Этот страх имеет и политическое измерение. В сочетании с возможной террористической угрозой он легитимирует принятие государством все новых законов о безопасности — в ущерб основным правам. «Он угнездился в сердцах и головах людей», — говорит психолог Райнер Функ. И поясняет: «Когда множество людей, осознанно или нет, стремятся ко все большей безопасности, смиряясь с тем, что их права и свободы грубо нарушаются, эта базовая потребность закрепляется в характере». Люди начинают идентифицировать себя с этим стремлением, воспринимают его как социально одобренное и нормальное. Возможно, здесь кроется ключ к пониманию распространенного легкомысленного утверждения «мне нечего скрывать».

Множество исследований Эриха Фромма посвящено установкам и ориентации социальных характеров, особенно «авторитарному», который хочет установить господство над другими, чтобы сделать их податливыми, послушными и благодарными. Обратная сторона этого желания — быть покорным, готовым к страданиям и жертвам, то есть отказаться от личной свободы и подчиниться воле авторитета. Эта модель проясняет появление тоталитарных структур и систем. В книге «Бегство от свободы» (1941) Фромм задавался вопросом, что заставляет людей слепо подчиняться вождю.

Мне близка озабоченность Фромма тем, что безграничное стремление к безопасности делает нас безразличными к базовым ценностям свободного мира и представляет опасность как для полноценной жизни отдельного человека, так и для будущего демократии. Он говорил: «В нашей культуре существует тенденция превозносить людей, которые не обладают мужеством и не отваживаются жить полной и насыщенной жизнью. Нас настраивают на то, чтобы стремиться к безопасности как образу жизни. Но этого можно добиться только в том случае, если полностью приспособиться и стать абсолютно бесчувственным. С этой точки зрения радость и безопасность — полные противоположности, поскольку радость — это результат полной жизни».

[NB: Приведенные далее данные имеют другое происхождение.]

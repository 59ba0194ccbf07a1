//! Host attributes
//!
//! Attributes are built in three layers: defaults for the platform family,
//! an optional attributes file (JSON or TOML) deep-merged on top, and the
//! platform family itself, which comes from the command line, then the file,
//! then `/etc/os-release`.

use crate::auth::AuthMethod;
use hostkit::PlatformFamily;
use serde::{Deserialize, Serialize};
use serde_json::{Map, Value};
use std::fmt;
use std::fs;
use std::path::{Path, PathBuf};
use thiserror::Error;

#[derive(Debug, Error)]
pub enum AttributeError {
    #[error("Failed to read attributes from {}", .path.display())]
    Read {
        path: PathBuf,
        #[source]
        source: std::io::Error,
    },

    #[error("Unsupported attributes file {} (expected .json or .toml)", .path.display())]
    UnsupportedFormat { path: PathBuf },

    #[error("Invalid JSON in {}: {source}", .path.display())]
    Json {
        path: PathBuf,
        source: serde_json::Error,
    },

    #[error("Invalid TOML in {}: {source}", .path.display())]
    Toml {
        path: PathBuf,
        source: toml::de::Error,
    },

    #[error("Attributes must be a table at the top level")]
    NotATable,

    #[error(transparent)]
    Platform(#[from] hostkit::Error),

    #[error("Invalid attributes: {0}")]
    Invalid(#[from] serde_json::Error),
}

/// How nginx hands requests to Nagios: CGI scripts, PHP pages, or both.
#[derive(Debug, Clone, Copy, Default, PartialEq, Eq, Serialize, Deserialize)]
#[serde(rename_all = "lowercase")]
pub enum DispatchType {
    #[default]
    Cgi,
    Php,
    Both,
}

impl DispatchType {
    pub fn cgi(self) -> bool {
        matches!(self, DispatchType::Cgi | DispatchType::Both)
    }

    pub fn php(self) -> bool {
        matches!(self, DispatchType::Php | DispatchType::Both)
    }
}

impl fmt::Display for DispatchType {
    fn fmt(&self, f: &mut fmt::Formatter<'_>) -> fmt::Result {
        f.write_str(match self {
            DispatchType::Cgi => "cgi",
            DispatchType::Php => "php",
            DispatchType::Both => "both",
        })
    }
}

#[derive(Debug, Clone, PartialEq, Serialize, Deserialize)]
pub struct HostAttributes {
    pub platform_family: PlatformFamily,
    pub fqdn: String,
    pub domain: String,
    #[serde(default)]
    pub public_domain: Option<String>,
    /// Environment name; `_default` is shown as `default`
    pub environment: String,
    pub nagios: NagiosAttributes,
    pub nginx: NginxAttributes,
}

#[derive(Debug, Clone, PartialEq, Serialize, Deserialize)]
pub struct NagiosAttributes {
    pub allowed_ips: Vec<String>,
    pub conf_dir: PathBuf,
    pub docroot: PathBuf,
    /// Directory holding the Nagios CGI executables
    pub cgi_bin: PathBuf,
    pub log_dir: PathBuf,
    pub enable_ssl: bool,
    /// Defaults to 443 with SSL, 80 without
    #[serde(default)]
    pub http_port: Option<u16>,
    #[serde(default)]
    pub url: Option<String>,
    #[serde(default)]
    pub ssl_cert_file: Option<PathBuf>,
    #[serde(default)]
    pub ssl_cert_key: Option<PathBuf>,
    pub server_auth_method: AuthMethod,
    pub server: ServerAttributes,
}

impl NagiosAttributes {
    pub fn listen_port(&self) -> u16 {
        self.http_port
            .unwrap_or(if self.enable_ssl { 443 } else { 80 })
    }

    pub fn htpasswd_file(&self) -> PathBuf {
        self.conf_dir.join("htpasswd.users")
    }

    pub fn ssl_cert_file(&self) -> PathBuf {
        self.ssl_cert_file
            .clone()
            .unwrap_or_else(|| self.default_certificate())
    }

    pub fn ssl_cert_key(&self) -> PathBuf {
        self.ssl_cert_key
            .clone()
            .unwrap_or_else(|| self.default_certificate())
    }

    fn default_certificate(&self) -> PathBuf {
        self.conf_dir.join("certificates").join("nagios-server.pem")
    }
}

#[derive(Debug, Clone, PartialEq, Serialize, Deserialize)]
pub struct ServerAttributes {
    pub name: String,
    pub vname: String,
    /// Stop apache2 first so it releases the HTTP port
    pub stop_apache: bool,
    pub nginx_dispatch: DispatchAttributes,
}

#[derive(Debug, Clone, PartialEq, Serialize, Deserialize)]
pub struct DispatchAttributes {
    #[serde(rename = "type")]
    pub kind: DispatchType,
    pub packages: Vec<String>,
    pub services: Vec<String>,
    pub cgi_url: String,
    pub php_url: String,
}

#[derive(Debug, Clone, PartialEq, Serialize, Deserialize)]
pub struct NginxAttributes {
    /// Install and start nginx itself before configuring the site
    pub install: bool,
    pub package: String,
    pub dir: PathBuf,
    pub user: String,
    pub group: String,
}

fn strings(items: &[&str]) -> Vec<String> {
    items.iter().map(|s| (*s).to_string()).collect()
}

impl HostAttributes {
    /// Attribute defaults for a platform family and host name.
    pub fn defaults(family: PlatformFamily, fqdn: &str) -> Self {
        let domain = fqdn.split_once('.').map(|(_, d)| d).unwrap_or_default();

        let (packages, services, php_url) = match family {
            PlatformFamily::Debian => (
                strings(&["fcgiwrap", "php-fpm"]),
                strings(&["fcgiwrap", "php-fpm"]),
                "unix:/var/run/php/php-fpm.sock",
            ),
            PlatformFamily::Rhel | PlatformFamily::Fedora | PlatformFamily::Amazon => (
                strings(&["spawn-fcgi", "fcgiwrap", "php-fpm"]),
                strings(&["spawn-fcgi", "php-fpm"]),
                "unix:/var/run/php-fpm/www.sock",
            ),
            PlatformFamily::Suse | PlatformFamily::Arch => (
                strings(&["fcgiwrap", "php-fpm"]),
                strings(&["fcgiwrap", "php-fpm"]),
                "unix:/run/php-fpm/php-fpm.sock",
            ),
        };

        let (user, docroot, cgi_bin, conf_dir, log_dir) = match family {
            PlatformFamily::Debian => (
                "www-data",
                "/usr/share/nagios3/htdocs",
                "/usr/lib/cgi-bin/nagios3",
                "/etc/nagios3",
                "/var/log/nagios3",
            ),
            PlatformFamily::Arch => (
                "http",
                "/usr/share/nagios/share",
                "/usr/share/nagios/sbin",
                "/etc/nagios",
                "/var/log/nagios",
            ),
            PlatformFamily::Suse => (
                "nginx",
                "/usr/share/nagios",
                "/usr/lib/nagios/cgi",
                "/etc/nagios",
                "/var/log/nagios",
            ),
            PlatformFamily::Rhel | PlatformFamily::Fedora | PlatformFamily::Amazon => (
                "nginx",
                "/usr/share/nagios/html",
                "/usr/lib64/nagios/cgi-bin",
                "/etc/nagios",
                "/var/log/nagios",
            ),
        };

        Self {
            platform_family: family,
            fqdn: fqdn.to_string(),
            domain: domain.to_string(),
            public_domain: None,
            environment: "_default".to_string(),
            nagios: NagiosAttributes {
                allowed_ips: Vec::new(),
                conf_dir: conf_dir.into(),
                docroot: docroot.into(),
                cgi_bin: cgi_bin.into(),
                log_dir: log_dir.into(),
                enable_ssl: false,
                http_port: None,
                url: None,
                ssl_cert_file: None,
                ssl_cert_key: None,
                server_auth_method: AuthMethod::Htauth,
                server: ServerAttributes {
                    name: "nagios".to_string(),
                    vname: "nagios".to_string(),
                    stop_apache: false,
                    nginx_dispatch: DispatchAttributes {
                        kind: DispatchType::Cgi,
                        packages,
                        services,
                        cgi_url: "unix:/var/run/fcgiwrap.socket".to_string(),
                        php_url: php_url.to_string(),
                    },
                },
            },
            nginx: NginxAttributes {
                install: true,
                package: "nginx".to_string(),
                dir: "/etc/nginx".into(),
                user: user.to_string(),
                group: user.to_string(),
            },
        }
    }

    /// Load attributes for this host, overlaying `file` when given.
    pub fn load(file: Option<&Path>, platform: Option<PlatformFamily>) -> Result<Self, AttributeError> {
        let overlay = match file {
            Some(path) => read_file(path)?,
            None => Value::Object(Map::new()),
        };
        Self::resolve(overlay, platform, &hostname())
    }

    /// Merge an attribute overlay onto the platform defaults.
    pub fn resolve(
        overlay: Value,
        platform: Option<PlatformFamily>,
        fqdn: &str,
    ) -> Result<Self, AttributeError> {
        if !overlay.is_object() {
            return Err(AttributeError::NotATable);
        }

        let family = match platform {
            Some(family) => family,
            None => match overlay.get("platform_family").and_then(Value::as_str) {
                Some(name) => name.parse()?,
                None => PlatformFamily::detect()?,
            },
        };
        let fqdn = overlay.get("fqdn").and_then(Value::as_str).unwrap_or(fqdn);
        log::debug!("Resolving attributes for {fqdn} ({family})");

        let mut merged = serde_json::to_value(Self::defaults(family, fqdn))?;
        merge(&mut merged, overlay);
        if let Some(map) = merged.as_object_mut() {
            map.insert(
                "platform_family".to_string(),
                Value::String(family.as_str().to_string()),
            );
        }

        Ok(serde_json::from_value(merged)?)
    }

    /// Dispatch type after platform rules: RHEL-like families always serve both.
    pub fn dispatch_type(&self) -> DispatchType {
        if self.platform_family.forces_dual_dispatch() {
            DispatchType::Both
        } else {
            self.nagios.server.nginx_dispatch.kind
        }
    }

    pub fn public_domain(&self) -> &str {
        self.public_domain.as_deref().unwrap_or(&self.domain)
    }

    /// Environment name as shown in the vhost.
    pub fn environment_label(&self) -> &str {
        if self.environment == "_default" {
            "default"
        } else {
            &self.environment
        }
    }
}

/// Parse an attributes file by extension.
pub fn read_file(path: &Path) -> Result<Value, AttributeError> {
    let content = fs::read_to_string(path).map_err(|source| AttributeError::Read {
        path: path.to_path_buf(),
        source,
    })?;

    let value: Value = match path.extension().and_then(|e| e.to_str()) {
        Some("json") => serde_json::from_str(&content).map_err(|source| AttributeError::Json {
            path: path.to_path_buf(),
            source,
        })?,
        Some("toml") => toml::from_str(&content).map_err(|source| AttributeError::Toml {
            path: path.to_path_buf(),
            source,
        })?,
        _ => {
            return Err(AttributeError::UnsupportedFormat {
                path: path.to_path_buf(),
            });
        }
    };

    if value.is_object() {
        Ok(value)
    } else {
        Err(AttributeError::NotATable)
    }
}

/// Deep-merge `overlay` into `base`; tables merge key by key, anything else replaces.
fn merge(base: &mut Value, overlay: Value) {
    match (base, overlay) {
        (Value::Object(base), Value::Object(overlay)) => {
            for (key, value) in overlay {
                match base.get_mut(&key) {
                    Some(existing) => merge(existing, value),
                    None => {
                        base.insert(key, value);
                    }
                }
            }
        }
        (base, overlay) => *base = overlay,
    }
}

/// Host name of the running machine.
fn hostname() -> String {
    ["/proc/sys/kernel/hostname", "/etc/hostname"]
        .iter()
        .find_map(|path| fs::read_to_string(path).ok())
        .map(|name| name.trim().to_string())
        .filter(|name| !name.is_empty())
        .unwrap_or_else(|| "localhost".to_string())
}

Неуверенность и готовность рисковать составляют сущность свободного человека. «Свободный человек неизбежно лишен безопасности, мыслящий человек неизбежно лишен уверенности», — говорил Фромм в 1955 году. Вера в жизнь и созидательные силы, которые живут в каждом человеке, сопровождают его на пути к осознанному «я есмь я».

Из этой ключевой мысли Фромма исходит и его ученик Райнер Функ, когда описывает сегодняшнюю очевидную потребность в безопасности: «В основе современного стремления к безопасности лежит не желание доминировать или подчиняться», — говорит Функ. Скорее, это желание «все рассчитать, всем овладеть, все контролировать и сделать абсолютно надежным». Пугает то, что «все больше людей хотят, чтобы их контролировали, оценивали, оберегали и присматривали за ними. Они хотят действовать наверняка, потому не оказывают сопротивления государству-надзирателю и готовы поступиться своими правами и свободами».

Итак, найден, по крайней мере, один ответ на вопрос, могут ли люди своими личными установками содействовать государству в обеспечении внутренней безопасности. Остается вопрос об их безразличии к связанному с безопасностью урезанию прав и свобод.

И здесь Райнер Функ находит ответ у Фромма. В 1962 году, в разгар холодной войны и Карибского кризиса, в одном из писем он говорил: «Люди так пассивны перед лицом военной угрозы, потому что большинство просто не любит жизнь». Безразличие, как ощущал его тогда Фромм, связано с тем, что люди в глубине души уже не живы и не готовы жить по своей воле. Функ объяснял это тем, что «безжизненное, вещное, исчисленное, то есть абсолютно надежное привлекает их больше, чем живое, которое всегда ненадежно, которое нельзя взвесить и рассчитать».

Безопасность — удобная альтернатива жизни, чреватой непредсказуемостью. Но тот, кто поступается своими главными правами, рискует прогадать. Ведь непредсказуемость — это не только опасность, это и новые шансы и возможности. В этом смысле свобода действовать по собственному усмотрению обусловлена тем, что никто не знает наверняка, каковы будут последствия этого усмотрения. Как говорил Эрих Кестнер: «Жизнь — смертельно опасная штука».


Баум Г. Защитить права граждан: Свобода или безопасность: Полемические заметки. М.: Фонд Фридриха Науманна, 2015. Перевод с немецкого: М. Голубовская.